Saturday, January 26th, 2013
DataFu: The WD-40 of Big Data by Sam Shah.
From the post:
If Pig is the “duct tape for big data“, then DataFu is the WD-40. Or something.
No, seriously, DataFu is a collection of Pig UDFs for data analysis on Hadoop. DataFu includes routines for common statistics tasks (e.g., median, variance), PageRank, set operations, and bag operations.
It’s helpful to understand the history of the library. Over the years, we developed several routines that were used across LinkedIn and were thrown together into an internal package we affectionately called “littlepiggy.” The unfortunate part, and this is true of many such efforts, is that the UDFs were ill-documented, ill-organized, and easily got broken when someone made a change. Along came PigUnit, which allowed UDF testing, so we spent the time to clean up these routines by adding documentation and rigorous unit tests. From this “datafoo” package, we thought this would help the community at large, and there you have DataFu.
So what can this library do for you? Let’s look at one of the classical examples that showcase the power and flexibility of Pig: sessionizing a click steam.
DataFu
The UDF bag and set operations are likely to be of particular interest.
Posted in DataFu, Hadoop, MapReduce, Pig | No Comments »

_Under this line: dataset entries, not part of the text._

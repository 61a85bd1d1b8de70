// Per-request pipeline: password, model lookup, upstream run, materialization.

use crate::{
    config::RelayConfig,
    file_name::sanitize_extension,
    materialize::{MaterializeError, Materializer},
    metadata::ArtifactMetadata,
    registry::{ModelDescriptor, ModelRegistry},
    upstream::{ImageGenerator, UpstreamError},
};
use serde::Deserialize;
use serde_json::{Map, Value};
use std::sync::Arc;
use tracing::{debug, error, info};

const PROMPT_LOG_MAX_CHARS: usize = 150;
const DEFAULT_OUTPUT_FORMAT: &str = "webp";
const SOFTWARE: &str = concat!(env!("CARGO_PKG_NAME"), "/", env!("CARGO_PKG_VERSION"));
const AI_WARNING: &str = "Generated by AI";

/// Optional provenance fields supplied by the caller.
#[derive(Debug, Clone, Default, Deserialize)]
pub struct ProvenanceFields {
    pub copyright: Option<String>,
    pub disclaimer: Option<String>,
    pub comment: Option<String>,
}

#[derive(Debug, Clone)]
pub struct GenerationRequest {
    pub client_addr: String,
    pub password: String,
    pub short_model_name: String,
    pub user_name: Option<String>,
    pub model_payload: Map<String, Value>,
    pub provenance: ProvenanceFields,
}

impl GenerationRequest {
    fn prompt(&self) -> &str {
        self.model_payload
            .get("prompt")
            .and_then(Value::as_str)
            .unwrap_or_default()
    }

    fn output_format(&self) -> String {
        self.model_payload
            .get("output_format")
            .and_then(Value::as_str)
            .map(sanitize_extension)
            .unwrap_or_else(|| DEFAULT_OUTPUT_FORMAT.to_string())
    }
}

#[derive(Debug, thiserror::Error)]
pub enum DispatchError {
    #[error("Wrong password")]
    Unauthorized,
    #[error("Unknown model: {0}")]
    UnknownModel(String),
    #[error("Image generation failed: {}", .0.public_detail())]
    Upstream(#[source] UpstreamError),
    #[error("No result handler for model {0}")]
    NoHandler(String),
    #[error("Failed to save generated image")]
    Materialize(#[source] MaterializeError),
}

pub struct Dispatcher {
    config: Arc<RelayConfig>,
    registry: ModelRegistry,
    generator: Arc<dyn ImageGenerator>,
    materializer: Materializer,
}

impl Dispatcher {
    pub fn new(
        config: Arc<RelayConfig>,
        registry: ModelRegistry,
        generator: Arc<dyn ImageGenerator>,
        materializer: Materializer,
    ) -> Self {
        Self {
            config,
            registry,
            generator,
            materializer,
        }
    }

    pub fn registry(&self) -> &ModelRegistry {
        &self.registry
    }

    /// Runs one request to completion and returns the generated file names.
    pub async fn dispatch(&self, request: GenerationRequest) -> Result<Vec<String>, DispatchError> {
        let client = request.client_addr.as_str();

        if !self.check_password(&request.password) {
            error!("{} Wrong password: \"{}\"", client, request.password);
            return Err(DispatchError::Unauthorized);
        }

        let Some(model) = self.registry.get(&request.short_model_name) else {
            error!("{} Unknown model: \"{}\"", client, request.short_model_name);
            return Err(DispatchError::UnknownModel(request.short_model_name));
        };

        info!(
            "{} {}\n\"{}\"",
            client,
            model.short_name,
            prompt_excerpt(request.prompt())
        );

        let Some(provider_model) = self.registry.resolve_provider(model.short_name) else {
            error!("{} No provider for {}", client, model.short_name);
            return Err(DispatchError::UnknownModel(model.short_name.to_string()));
        };
        let output = self
            .generator
            .run(&provider_model, &request.model_payload)
            .await
            .map_err(|e| {
                error!("{} {} upstream error: {}", client, provider_model, e);
                DispatchError::Upstream(e)
            })?;
        debug!("{} {} returned {} payload(s)", client, provider_model, output.len());

        let Some(shape) = self.registry.resolve_output_handler(model.short_name) else {
            error!("{} No result handler for {}", client, model.short_name);
            return Err(DispatchError::NoHandler(model.short_name.to_string()));
        };

        let metadata = self.build_metadata(&request, model, &provider_model);
        let file_names = self
            .materializer
            .materialize(shape, output, &request.output_format(), &metadata)
            .await
            .map_err(|e| {
                error!(
                    "{} {:?} result handler for {} failed: {}",
                    client, shape, model.short_name, e
                );
                DispatchError::Materialize(e)
            })?;

        info!("{} {} -> {:?}", client, model.short_name, file_names);
        Ok(file_names)
    }

    fn check_password(&self, password: &str) -> bool {
        self.config.passwords.iter().any(|known| known == password)
    }

    fn build_metadata(
        &self,
        request: &GenerationRequest,
        model: &ModelDescriptor,
        provider_model: &str,
    ) -> ArtifactMetadata {
        let non_empty = |value: &Option<String>| value.clone().filter(|v| !v.trim().is_empty());
        let prompt = request.prompt();

        ArtifactMetadata {
            title: Some(format!("{} {}", self.config.file_prefix, model.short_name)),
            author: non_empty(&request.user_name),
            description: (!prompt.trim().is_empty()).then(|| prompt.to_string()),
            copyright: non_empty(&request.provenance.copyright),
            software: Some(SOFTWARE.to_string()),
            disclaimer: non_empty(&request.provenance.disclaimer),
            warning: Some(AI_WARNING.to_string()),
            source: Some(provider_model.to_string()),
            comment: non_empty(&request.provenance.comment),
        }
    }
}

fn prompt_excerpt(prompt: &str) -> String {
    if prompt.chars().count() <= PROMPT_LOG_MAX_CHARS {
        return prompt.to_string();
    }
    let mut excerpt: String = prompt.chars().take(PROMPT_LOG_MAX_CHARS).collect();
    excerpt.push_str("...");
    excerpt
}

Wednesday, January 16th, 2013
Packetpig Finding Zero Day Attacks by Michael Baker.
From the post:
When Russell Jurney and I first teamed up to write these posts we wanted to do something that no one had done before to demonstrate the power of Big Data, the simplicity of Pig and the kind of Big Data Security Analytics we perform at Packetloop. Packetpig was modified to support Amazon’s Elastic Map Reduce (EMR) so that we could process a 600GB set of full packet captures. All that we needed was a canonical Zero Day attack to analyse. We were in luck!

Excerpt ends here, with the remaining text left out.